I believe that I developed each of the medical symptoms listed in the last section as either a direct or indirect consequence of submissive muscular strain that went on too long. Muscles that are strained repetitively send continuous pain messages to the brain’s emotional centers12. Sounds bad, right? Consider that the predominant form of social breathing in humans—shallow breathing in which the diaphragm is not utilized—increases muscle tension throughout the body. This dramatically compounds the strain and spreads it to the entire musculoskeletal system13. Below, Table 1.3 shows how prolonged use of the submissive displays listed in Figure 1.2 strains muscles, leading to unhealthy consequences.

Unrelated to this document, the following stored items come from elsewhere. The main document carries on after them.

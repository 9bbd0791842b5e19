//! Error types for the recovery session service.

use thiserror::Error;

/// Service-level errors
///
/// Every variant is surfaced to callers as a `success = false` result carrying
/// the display text; none of them terminates the serving thread.
#[derive(Debug, Error)]
pub enum ServiceError {
    #[error("Invalid context ID: {0}")]
    ContextNotFound(String),

    #[error("Invalid recovery ID: {0}")]
    RecoveryNotFound(String),

    #[error("No disk selected for context {0}; select a device first")]
    NoDiskSelected(String),

    #[error("Failed to initialize recovery engine: {0}")]
    EngineInitFailed(String),

    #[error("Failed to access {target}: {value}")]
    EngineSelectFailed { target: &'static str, value: String },

    #[error("Recovery process returned error code: {0}")]
    EngineRunFailed(i32),

    #[error("{message} (result code {code})")]
    RepairFailed { message: &'static str, code: i32 },

    #[error("Recovery worker error: {0}")]
    WorkerFault(String),

    #[error("Cannot shutdown: {active} active recovery sessions. Use force=true to shutdown anyway.")]
    ShutdownDenied { active: usize },

    #[error("Service is shutting down")]
    ShuttingDown,

    #[error("Configuration error: {0}")]
    ConfigError(String),

    #[error("I/O error: {0}")]
    Io(#[from] std::io::Error),
}

impl ServiceError {
    /// Whether the error denotes an unknown identifier or a missing selection.
    pub fn is_not_found(&self) -> bool {
        matches!(
            self,
            ServiceError::ContextNotFound(_)
                | ServiceError::RecoveryNotFound(_)
                | ServiceError::NoDiskSelected(_)
        )
    }

    pub(crate) fn device(path: &str) -> Self {
        ServiceError::EngineSelectFailed {
            target: "device",
            value: path.to_string(),
        }
    }

    pub(crate) fn partition(order: i32) -> Self {
        ServiceError::EngineSelectFailed {
            target: "partition",
            value: order.to_string(),
        }
    }

    pub(crate) fn architecture(name: &str) -> Self {
        ServiceError::EngineSelectFailed {
            target: "architecture",
            value: name.to_string(),
        }
    }
}

impl From<config::ConfigError> for ServiceError {
    fn from(err: config::ConfigError) -> Self {
        ServiceError::ConfigError(err.to_string())
    }
}
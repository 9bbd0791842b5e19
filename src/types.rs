//! Shared helpers: identifier generation and timestamps.

use rand::Rng;
use std::time::{SystemTime, UNIX_EPOCH};

/// Prefix for context identifiers.
pub const CONTEXT_ID_PREFIX: &str = "ctx_";

/// Prefix for recovery session identifiers.
pub const RECOVERY_ID_PREFIX: &str = "rec_";

/// Number of hex characters after the prefix.
const ID_HEX_LEN: usize = 16;

/// Current time as milliseconds since Unix epoch.
pub fn now_millis() -> u64 {
    SystemTime::now()
        .duration_since(UNIX_EPOCH)
        .map(|d| d.as_millis() as u64)
        .unwrap_or(0)
}

/// Generate a fresh context identifier (`ctx_` + 16 random hex chars).
pub fn new_context_id() -> String {
    random_id(CONTEXT_ID_PREFIX)
}

/// Generate a fresh recovery identifier (`rec_` + 16 random hex chars).
pub fn new_recovery_id() -> String {
    random_id(RECOVERY_ID_PREFIX)
}

fn random_id(prefix: &str) -> String {
    let value: u64 = rand::thread_rng().gen();
    format!("{prefix}{value:0width$x}", width = ID_HEX_LEN)
}
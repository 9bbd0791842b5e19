//! Property-based tests for recovery option handling

use proptest::prelude::*;
use recoverd::logging::normalize_level;
use recoverd::recovery::options::MAX_PARANOID;
use recoverd::recovery::RecoveryOptions;

/// Paranoia is clamped and every flag passes through unchanged
#[test]
fn test_engine_options_clamp_paranoia() {
    let mut runner = proptest::test_runner::TestRunner::default();

    runner
        .run(
            &(any::<u8>(), any::<[bool; 5]>()),
            |(paranoid, [keep, ext2, expert, low_memory, verbose])| {
                let options = RecoveryOptions {
                    paranoid_mode: paranoid,
                    keep_corrupted_files: keep,
                    enable_ext2_optimization: ext2,
                    expert_mode: expert,
                    low_memory_mode: low_memory,
                    verbose_output: verbose,
                    ..RecoveryOptions::default()
                };
                let engine = options.engine_options();
                prop_assert!(engine.paranoid <= MAX_PARANOID);
                if paranoid <= MAX_PARANOID {
                    prop_assert_eq!(engine.paranoid, paranoid);
                }
                prop_assert_eq!(engine.keep_corrupted, keep);
                prop_assert_eq!(engine.ext2_optimization, ext2);
                prop_assert_eq!(engine.expert, expert);
                prop_assert_eq!(engine.low_memory, low_memory);
                prop_assert_eq!(engine.verbose, verbose);
                Ok(())
            },
        )
        .unwrap();
}

/// Options survive JSON even when the request only names some fields
#[test]
fn test_partial_option_documents_keep_defaults() {
    let mut runner = proptest::test_runner::TestRunner::default();

    runner
        .run(&(any::<u8>(), any::<bool>()), |(paranoid, keep)| {
            let doc = format!(
                r#"{{"paranoid_mode": {}, "keep_corrupted_files": {}}}"#,
                paranoid, keep
            );
            let options: RecoveryOptions = serde_json::from_str(&doc).unwrap();
            prop_assert_eq!(options.paranoid_mode, paranoid);
            prop_assert_eq!(options.keep_corrupted_files, keep);
            prop_assert!(options.enable_ext2_optimization);
            prop_assert!(!options.has_file_type_filters());
            Ok(())
        })
        .unwrap();
}

/// Level normalization is idempotent
#[test]
fn test_level_normalization_is_idempotent() {
    let mut runner = proptest::test_runner::TestRunner::default();

    runner
        .run(&"[A-Za-z=,_]{0,24}", |level| {
            let once = normalize_level(&level);
            prop_assert_eq!(normalize_level(&once), once);
            Ok(())
        })
        .unwrap();
}
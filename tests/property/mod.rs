mod identifiers;
mod options;
//! recoverd: concurrent recovery session service
//!
//! Wraps a blocking, stateful recovery engine in a multi-tenant service.
//! Contexts own configured engine handles; each started recovery runs on its
//! own worker thread and publishes progress that remote callers poll. Stop and
//! shutdown cancel cooperatively through the engine's abort primitive.

pub mod cli;
pub mod client;
pub mod config;
pub mod context;
pub mod engine;
pub mod error;
pub mod liveness;
pub mod logging;
pub mod recovery;
pub mod server;
pub mod service;
pub mod shutdown;
pub mod types;

pub use error::ServiceError;
pub use service::RecoveryService;
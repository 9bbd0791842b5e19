//! Config loader: assembles sources in priority order and deserializes.

use crate::config::merge::defaults::builder_with_defaults;
use crate::config::sources::{environment, explicit_file, global_file};
use crate::config::ServiceConfig;
use crate::error::ServiceError;
use std::path::{Path, PathBuf};
use tracing::debug;

/// Loads [`ServiceConfig`] from defaults, the global file, an explicit file
/// and the environment (lowest to highest priority).
#[derive(Debug, Clone)]
pub struct ConfigLoader {
    global_file: Option<PathBuf>,
    explicit_file: Option<PathBuf>,
    use_env: bool,
}

impl Default for ConfigLoader {
    fn default() -> Self {
        Self {
            global_file: global_file::global_config_path(),
            explicit_file: None,
            use_env: true,
        }
    }
}

impl ConfigLoader {
    pub fn new() -> Self {
        Self::default()
    }

    /// Override (or disable) the global config file location.
    pub fn with_global_file(mut self, path: Option<PathBuf>) -> Self {
        self.global_file = path;
        self
    }

    pub fn with_file(mut self, path: Option<PathBuf>) -> Self {
        self.explicit_file = path;
        self
    }

    pub fn with_env(mut self, use_env: bool) -> Self {
        self.use_env = use_env;
        self
    }

    pub fn load(&self) -> Result<ServiceConfig, ServiceError> {
        let mut builder = builder_with_defaults()?;
        builder = global_file::add_to_builder(builder, self.global_file.as_deref())?;
        if let Some(path) = &self.explicit_file {
            builder = explicit_file::add_to_builder(builder, path)?;
        }
        if self.use_env {
            builder = environment::add_to_builder(builder);
        }
        let config: ServiceConfig = builder.build()?.try_deserialize()?;
        debug!(address = %config.server.address, engine = ?config.engine.kind, "Configuration loaded");
        Ok(config)
    }

    /// Load a single file on top of defaults, ignoring other sources.
    pub fn load_from_file(path: &Path) -> Result<ServiceConfig, ServiceError> {
        Self::new()
            .with_global_file(None)
            .with_env(false)
            .with_file(Some(path.to_path_buf()))
            .load()
    }
}
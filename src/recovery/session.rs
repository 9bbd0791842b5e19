//! Recovery session record and its status block.

use crate::engine::{EngineHandle, EngineProgress, ProgressSink, RecoveryPhase};
use crate::error::ServiceError;
use crate::types::now_millis;
use parking_lot::Mutex;
use serde::{Deserialize, Serialize};
use std::sync::atomic::{AtomicBool, Ordering};
use std::sync::Arc;
use std::thread::JoinHandle;
use tracing::{debug, info, warn};

pub const STATUS_INITIALIZING: &str = "Initializing";
pub const STATUS_COMPLETED_OK: &str = "Completed successfully";
pub const STATUS_COMPLETED_ERROR: &str = "Completed with errors";
pub const STATUS_ABORTED: &str = "Aborted";

#[derive(Debug, Clone, Copy, PartialEq, Eq, Serialize, Deserialize)]
#[serde(rename_all = "snake_case")]
pub enum SessionState {
    Created,
    Running,
    CompletedOk,
    CompletedError,
    Aborted,
}

impl SessionState {
    pub fn as_str(self) -> &'static str {
        match self {
            SessionState::Created => "created",
            SessionState::Running => "running",
            SessionState::CompletedOk => "completed_ok",
            SessionState::CompletedError => "completed_error",
            SessionState::Aborted => "aborted",
        }
    }

    pub fn is_terminal(self) -> bool {
        matches!(
            self,
            SessionState::CompletedOk | SessionState::CompletedError | SessionState::Aborted
        )
    }

    /// Created or running; counted by shutdown and heartbeat.
    pub fn is_active(self) -> bool {
        !self.is_terminal()
    }
}

/// Point-in-time copy of a session's progress, taken under one lock.
#[derive(Debug, Clone, PartialEq, Eq, Serialize, Deserialize)]
pub struct StatusSnapshot {
    pub recovery_id: String,
    pub context_id: String,
    pub state: SessionState,
    pub status: String,
    pub current_offset: u64,
    pub total_size: u64,
    pub files_recovered: u32,
    pub directories_created: u32,
    pub is_complete: bool,
    pub error_message: Option<String>,
    pub created_at: u64,
    pub updated_at: u64,
}

impl StatusSnapshot {
    /// Fraction of the target scanned, in percent.
    pub fn percent(&self) -> f64 {
        if self.total_size == 0 {
            0.0
        } else {
            (self.current_offset as f64 / self.total_size as f64 * 100.0).min(100.0)
        }
    }
}

#[derive(Debug)]
struct StatusBlock {
    state: SessionState,
    status: String,
    current_offset: u64,
    total_size: u64,
    files_recovered: u32,
    directories_created: u32,
    error_message: Option<String>,
    updated_at: u64,
}

/// One asynchronous recovery job.
///
/// Status fields are written by the session's own worker; the cancel flag is
/// written by stop requests. Both are readable from any thread.
pub struct RecoverySession {
    id: String,
    context_id: String,
    handle: Arc<dyn EngineHandle>,
    created_at: u64,
    status: Mutex<StatusBlock>,
    cancel: AtomicBool,
    /// True while the worker is inside `EngineHandle::run`. Engine aborts are
    /// only sent under this lock while it is set.
    in_run: Mutex<bool>,
    worker: Mutex<Option<JoinHandle<()>>>,
}

impl RecoverySession {
    pub fn new(id: String, context_id: String, handle: Arc<dyn EngineHandle>) -> Self {
        let created_at = now_millis();
        Self {
            id,
            context_id,
            handle,
            created_at,
            status: Mutex::new(StatusBlock {
                state: SessionState::Created,
                status: STATUS_INITIALIZING.to_string(),
                current_offset: 0,
                total_size: 0,
                files_recovered: 0,
                directories_created: 0,
                error_message: None,
                updated_at: created_at,
            }),
            cancel: AtomicBool::new(false),
            in_run: Mutex::new(false),
            worker: Mutex::new(None),
        }
    }

    pub fn id(&self) -> &str {
        &self.id
    }

    pub fn context_id(&self) -> &str {
        &self.context_id
    }

    pub fn handle(&self) -> &Arc<dyn EngineHandle> {
        &self.handle
    }

    pub fn state(&self) -> SessionState {
        self.status.lock().state
    }

    pub fn is_complete(&self) -> bool {
        self.state().is_terminal()
    }

    pub fn is_cancelled(&self) -> bool {
        self.cancel.load(Ordering::SeqCst)
    }

    pub fn snapshot(&self) -> StatusSnapshot {
        let block = self.status.lock();
        StatusSnapshot {
            recovery_id: self.id.clone(),
            context_id: self.context_id.clone(),
            state: block.state,
            status: block.status.clone(),
            current_offset: block.current_offset,
            total_size: block.total_size,
            files_recovered: block.files_recovered,
            directories_created: block.directories_created,
            is_complete: block.state.is_terminal(),
            error_message: block.error_message.clone(),
            created_at: self.created_at,
            updated_at: block.updated_at,
        }
    }

    /// Created -> Running. Returns false when the session already left Created.
    pub(crate) fn mark_running(&self) -> bool {
        let mut block = self.status.lock();
        if block.state != SessionState::Created {
            return false;
        }
        block.state = SessionState::Running;
        block.updated_at = now_millis();
        true
    }

    pub(crate) fn set_total_size(&self, total_size: u64) {
        let mut block = self.status.lock();
        if !block.state.is_terminal() {
            block.total_size = total_size;
            block.updated_at = now_millis();
        }
    }

    /// Write one progress report. Ignored once the session is terminal.
    pub(crate) fn publish(&self, progress: EngineProgress) {
        let mut block = self.status.lock();
        if block.state.is_terminal() {
            return;
        }
        block.status = progress.phase.as_str().to_string();
        block.current_offset = progress.current_offset;
        block.files_recovered = progress.files_recovered;
        block.directories_created = progress.directories_created;
        block.updated_at = now_millis();
    }

    /// Move to a terminal state. The first call wins; later calls return false
    /// and change nothing.
    pub(crate) fn complete(
        &self,
        state: SessionState,
        status: &str,
        error_message: Option<String>,
    ) -> bool {
        debug_assert!(state.is_terminal());
        let mut block = self.status.lock();
        if block.state.is_terminal() {
            return false;
        }
        block.state = state;
        block.status = status.to_string();
        block.error_message = error_message;
        block.updated_at = now_millis();
        true
    }

    /// Enter the engine run. Returns false, without entering, once the
    /// session has been cancelled.
    pub(crate) fn begin_run(&self) -> bool {
        let mut in_run = self.in_run.lock();
        if self.is_cancelled() {
            return false;
        }
        *in_run = true;
        true
    }

    pub(crate) fn end_run(&self) {
        *self.in_run.lock() = false;
    }

    /// Forward an abort to the engine only while a run is in progress; an
    /// abort sent outside a run would outlive this session on the shared handle.
    fn abort_run(&self) {
        let in_run = self.in_run.lock();
        if *in_run {
            self.handle.abort();
        }
    }

    pub(crate) fn attach_worker(&self, worker: JoinHandle<()>) {
        let mut slot = self.worker.lock();
        debug_assert!(slot.is_none(), "session already has a worker");
        *slot = Some(worker);
    }

    /// Stop the session and wait for its worker to exit.
    ///
    /// On a completed session this only reaps the worker thread. Otherwise the
    /// cancel flag is set, the engine is asked to abort if it is running, and
    /// the caller blocks until the worker returns. There is no timeout: an engine that ignores
    /// abort blocks the caller indefinitely.
    pub fn stop(&self) -> Result<(), ServiceError> {
        let already_complete = self.is_complete();
        if !already_complete {
            info!(recovery_id = %self.id, "Stopping recovery session");
            self.cancel.store(true, Ordering::SeqCst);
            self.abort_run();
        }

        // Holding the slot across the join makes a concurrent stopper wait for
        // the same exit.
        let mut slot = self.worker.lock();
        if let Some(worker) = slot.take() {
            debug!(recovery_id = %self.id, "Waiting for recovery thread to finish");
            if worker.join().is_err() {
                warn!(recovery_id = %self.id, "Recovery thread panicked");
                self.complete(
                    SessionState::CompletedError,
                    STATUS_COMPLETED_ERROR,
                    Some(ServiceError::WorkerFault("worker thread panicked".into()).to_string()),
                );
            }
        }
        drop(slot);

        // No worker ever ran (or it exited without finalizing).
        if self.complete(SessionState::Aborted, STATUS_ABORTED, None) {
            debug!(recovery_id = %self.id, "Session finalized by stop");
        }
        if !already_complete {
            info!(recovery_id = %self.id, "Recovery stopped");
        }
        Ok(())
    }
}

impl ProgressSink for RecoverySession {
    fn report(&self, progress: EngineProgress) {
        self.publish(progress);
    }

    fn is_cancelled(&self) -> bool {
        RecoverySession::is_cancelled(self)
    }
}

/// Initial progress published right before the engine run.
pub(crate) fn initial_progress() -> EngineProgress {
    EngineProgress {
        phase: RecoveryPhase::FindOffset,
        current_offset: 0,
        files_recovered: 0,
        directories_created: 0,
    }
}
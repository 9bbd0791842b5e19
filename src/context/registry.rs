//! Context registry: maps context identifiers to engine handles.

use crate::engine::{EngineHandle, InitArgs, RecoveryEngine};
use crate::error::ServiceError;
use crate::types::new_context_id;
use parking_lot::RwLock;
use std::collections::HashMap;
use std::sync::Arc;
use tracing::{debug, info, warn};

/// Thread-safe store of engine handles keyed by context ID.
///
/// The lock guards the map only. Engine calls happen on a cloned `Arc` after
/// the lock is released, so a slow engine never blocks other lookups.
pub struct ContextRegistry {
    engine: Arc<dyn RecoveryEngine>,
    contexts: RwLock<HashMap<String, Arc<dyn EngineHandle>>>,
}

impl ContextRegistry {
    pub fn new(engine: Arc<dyn RecoveryEngine>) -> Self {
        Self {
            engine,
            contexts: RwLock::new(HashMap::new()),
        }
    }

    /// Name of the engine backing every context.
    pub fn engine_name(&self) -> &str {
        self.engine.name()
    }

    /// Initialize a new engine instance and register it.
    ///
    /// Nothing is registered when initialization fails.
    pub fn create(&self, args: &InitArgs) -> Result<String, ServiceError> {
        let handle = self.engine.init(args).map_err(|e| {
            warn!(error = %e, "Engine initialization failed");
            e
        })?;
        let context_id = new_context_id();
        self.contexts.write().insert(context_id.clone(), handle);
        info!(context_id = %context_id, "Context created");
        Ok(context_id)
    }

    /// Look up the handle for `context_id`.
    pub fn get(&self, context_id: &str) -> Result<Arc<dyn EngineHandle>, ServiceError> {
        self.contexts
            .read()
            .get(context_id)
            .cloned()
            .ok_or_else(|| ServiceError::ContextNotFound(context_id.to_string()))
    }

    pub fn contains(&self, context_id: &str) -> bool {
        self.contexts.read().contains_key(context_id)
    }

    /// Remove a context and finish its handle. Returns whether anything was
    /// removed; unknown IDs are a no-op.
    pub fn remove(&self, context_id: &str) -> bool {
        let removed = self.contexts.write().remove(context_id);
        match removed {
            Some(handle) => {
                handle.finish();
                info!(context_id = %context_id, "Context cleaned up and removed");
                true
            }
            None => {
                debug!(context_id = %context_id, "Remove of unknown context ignored");
                false
            }
        }
    }

    pub fn len(&self) -> usize {
        self.contexts.read().len()
    }

    pub fn is_empty(&self) -> bool {
        self.contexts.read().is_empty()
    }

    /// Finish and drop every remaining handle.
    pub fn close(&self) {
        let drained: Vec<(String, Arc<dyn EngineHandle>)> =
            self.contexts.write().drain().collect();
        for (context_id, handle) in drained {
            handle.finish();
            debug!(context_id = %context_id, "Context finished during close");
        }
    }
}

impl Drop for ContextRegistry {
    fn drop(&mut self) {
        self.close();
    }
}
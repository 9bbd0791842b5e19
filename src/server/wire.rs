//! JSON request and response bodies for the RPC routes.
//!
//! Every response is a [`Reply`]: `success`, an `error_message` on failure,
//! and the operation's payload under `data` on success.

use crate::context::{RepairOutcome, StatisticsReport};
use crate::engine::{ArchInfo, DiskInfo, FileTypeOption, PartitionInfo};
use crate::error::ServiceError;
use crate::liveness::Heartbeat;
use crate::recovery::{RecoveryOptions, StatusSnapshot};
use crate::shutdown::ShutdownReport;
use serde::{Deserialize, Serialize};
use std::path::PathBuf;

pub use crate::engine::InitArgs as CreateContextRequest;
pub use crate::service::StartRecovery as StartRecoveryRequest;

#[derive(Debug, Clone, Serialize, Deserialize)]
pub struct Reply<T> {
    pub success: bool,
    #[serde(skip_serializing_if = "Option::is_none")]
    pub error_message: Option<String>,
    #[serde(skip_serializing_if = "Option::is_none")]
    pub data: Option<T>,
}

impl<T> Reply<T> {
    pub fn ok(data: T) -> Self {
        Self {
            success: true,
            error_message: None,
            data: Some(data),
        }
    }

    pub fn failure(error: &ServiceError) -> Self {
        Self {
            success: false,
            error_message: Some(error.to_string()),
            data: None,
        }
    }

    pub fn from_result(result: Result<T, ServiceError>) -> Self {
        match result {
            Ok(data) => Self::ok(data),
            Err(e) => Self::failure(&e),
        }
    }
}

#[derive(Debug, Clone, Serialize, Deserialize)]
pub struct ContextRequest {
    pub context_id: String,
}

#[derive(Debug, Clone, Serialize, Deserialize)]
pub struct CreateContextResponse {
    pub context_id: String,
}

#[derive(Debug, Clone, Serialize, Deserialize)]
pub struct DisksResponse {
    pub disks: Vec<DiskInfo>,
}

#[derive(Debug, Clone, Serialize, Deserialize)]
pub struct AddImageRequest {
    pub context_id: String,
    pub image_path: PathBuf,
}

#[derive(Debug, Clone, Serialize, Deserialize)]
pub struct AddImageResponse {
    pub disk: DiskInfo,
}

#[derive(Debug, Clone, Serialize, Deserialize)]
pub struct PartitionsRequest {
    pub context_id: String,
    /// Selected before listing when present
    #[serde(default)]
    pub device: Option<String>,
}

#[derive(Debug, Clone, Serialize, Deserialize)]
pub struct PartitionsResponse {
    pub partitions: Vec<PartitionInfo>,
}

#[derive(Debug, Clone, Serialize, Deserialize)]
pub struct ArchsResponse {
    pub architectures: Vec<ArchInfo>,
}

#[derive(Debug, Clone, Serialize, Deserialize)]
pub struct SetArchRequest {
    pub context_id: String,
    /// Missing or empty autodetects
    #[serde(default)]
    pub arch_name: Option<String>,
}

#[derive(Debug, Clone, Serialize, Deserialize)]
pub struct SetArchResponse {
    pub selected: ArchInfo,
}

#[derive(Debug, Clone, Serialize, Deserialize)]
pub struct FileOptionsResponse {
    pub file_types: Vec<FileTypeOption>,
}

#[derive(Debug, Clone, Serialize, Deserialize)]
pub struct ConfigureOptionsRequest {
    pub context_id: String,
    #[serde(default)]
    pub options: RecoveryOptions,
}

#[derive(Debug, Clone, Serialize, Deserialize)]
pub struct StartRecoveryResponse {
    pub recovery_id: String,
}

#[derive(Debug, Clone, Serialize, Deserialize)]
pub struct RecoveryRequest {
    pub recovery_id: String,
}

#[derive(Debug, Clone, Serialize, Deserialize)]
pub struct RecoveriesResponse {
    pub recoveries: Vec<StatusSnapshot>,
}

#[derive(Debug, Clone, Serialize, Deserialize)]
pub struct ShutdownRequest {
    #[serde(default)]
    pub force: bool,
    #[serde(default)]
    pub reason: Option<String>,
}

#[derive(Debug, Clone, Default, Serialize, Deserialize)]
pub struct HeartbeatRequest {
    #[serde(default)]
    pub context_id: Option<String>,
}

#[derive(Debug, Clone, Serialize, Deserialize)]
pub struct SetLogLevelRequest {
    pub level: String,
}

#[derive(Debug, Clone, Serialize, Deserialize)]
pub struct SetLogLevelResponse {
    pub level: String,
}

#[derive(Debug, Clone, Serialize, Deserialize)]
pub struct SearchPartitionsRequest {
    pub context_id: String,
    #[serde(default)]
    pub fast_mode: bool,
    /// Log every partition found
    #[serde(default)]
    pub dump: bool,
}

#[derive(Debug, Clone, Serialize, Deserialize)]
pub struct WritePartitionTableRequest {
    pub context_id: String,
    /// Check the structure without writing; on by default
    #[serde(default = "simulate_by_default")]
    pub simulate: bool,
    #[serde(default)]
    pub no_confirm: bool,
}

fn simulate_by_default() -> bool {
    true
}

/// Request for operations that write to the selected disk. `device` is only
/// logged; the context's selection decides the target.
#[derive(Debug, Clone, Serialize, Deserialize)]
pub struct DiskWriteRequest {
    pub context_id: String,
    #[serde(default)]
    pub device: Option<String>,
}

#[derive(Debug, Clone, Serialize, Deserialize)]
pub struct PartitionOrderRequest {
    pub context_id: String,
    pub order: i32,
}

#[derive(Debug, Clone, Serialize, Deserialize)]
pub struct ChangePartitionTypeRequest {
    pub context_id: String,
    pub order: i32,
    pub part_type: u32,
}

/// Empty payload for operations that only report success.
#[derive(Debug, Clone, Default, Serialize, Deserialize)]
pub struct Empty {}

pub type StatisticsResponse = StatisticsReport;
pub type StatusResponse = StatusSnapshot;
pub type ShutdownResponse = ShutdownReport;
pub type HeartbeatResponse = Heartbeat;
pub type RepairResponse = RepairOutcome;

/// Route paths, shared by the router and the client.
pub mod routes {
    pub const CREATE_CONTEXT: &str = "/rpc/create_context";
    pub const GET_DISKS: &str = "/rpc/get_disks";
    pub const ADD_IMAGE: &str = "/rpc/add_image";
    pub const GET_PARTITIONS: &str = "/rpc/get_partitions";
    pub const GET_ARCHS: &str = "/rpc/get_archs";
    pub const SET_ARCH: &str = "/rpc/set_arch";
    pub const GET_FILE_OPTIONS: &str = "/rpc/get_file_options";
    pub const CONFIGURE_OPTIONS: &str = "/rpc/configure_options";
    pub const START_RECOVERY: &str = "/rpc/start_recovery";
    pub const GET_RECOVERY_STATUS: &str = "/rpc/get_recovery_status";
    pub const STOP_RECOVERY: &str = "/rpc/stop_recovery";
    pub const LIST_RECOVERIES: &str = "/rpc/list_recoveries";
    pub const GET_STATISTICS: &str = "/rpc/get_statistics";
    pub const CLEANUP: &str = "/rpc/cleanup";
    pub const SHUTDOWN: &str = "/rpc/shutdown";
    pub const HEARTBEAT: &str = "/rpc/heartbeat";
    pub const SET_LOG_LEVEL: &str = "/rpc/set_log_level";
    pub const SEARCH_PARTITIONS: &str = "/rpc/search_partitions";
    pub const VALIDATE_DISK_GEOMETRY: &str = "/rpc/validate_disk_geometry";
    pub const WRITE_PARTITION_TABLE: &str = "/rpc/write_partition_table";
    pub const DELETE_PARTITION_TABLE: &str = "/rpc/delete_partition_table";
    pub const TEST_PARTITION_STRUCTURE: &str = "/rpc/test_partition_structure";
    pub const CHANGE_PARTITION_STATUS_NEXT: &str = "/rpc/change_partition_status_next";
    pub const CHANGE_PARTITION_STATUS_PREV: &str = "/rpc/change_partition_status_prev";
    pub const CHANGE_PARTITION_TYPE: &str = "/rpc/change_partition_type";
    pub const LIST_PARTITION_FILES: &str = "/rpc/list_partition_files";
    pub const SAVE_PARTITION_BACKUP: &str = "/rpc/save_partition_backup";
    pub const LOAD_PARTITION_BACKUP: &str = "/rpc/load_partition_backup";
    pub const WRITE_MBR_CODE: &str = "/rpc/write_mbr_code";
    pub const ENSURE_SINGLE_BOOTABLE_PARTITION: &str = "/rpc/ensure_single_bootable_partition";
}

Table 1.3: Submissive Displays and the Unhealthy Consequences
As the exercises in later chapters will discuss, the way to reinvigorate these bodily systems is to use them to their full extent. By completely contracting the muscles involved, you can pull them out of their partially contracted state and thus out of chronic fatigue and chronic pain. The problem is that contracting these muscles when breathing shallowly risks pushing them into a cramp or spasm. However, contracting them while breathing deeply will restore their normal range of motion, reinstate their proper blood supply, and remove all manifestations of tension, strain, and trauma.
The Program Peace Method: Replace Submissive Behaviors with Assertive Ones
Now that you know what submissive displays are and how they can be so damaging, let’s talk about fixing them. The goal is clear: To improve your health, you need to replace your default submissive habits with their assertive, relaxed alternatives. We’ll start with a simple example.
Consider sneering. The sneer is made possible by muscles that run along the sides of the nose and lift the upper lip when contracted. Mammals sneer so that they do not bite into their lips during an attack-bite. Most mammals also sneer when threatened or uncomfortable. This is because displaying the canines is the equivalent of flashing a dagger or putting a hand on a gun.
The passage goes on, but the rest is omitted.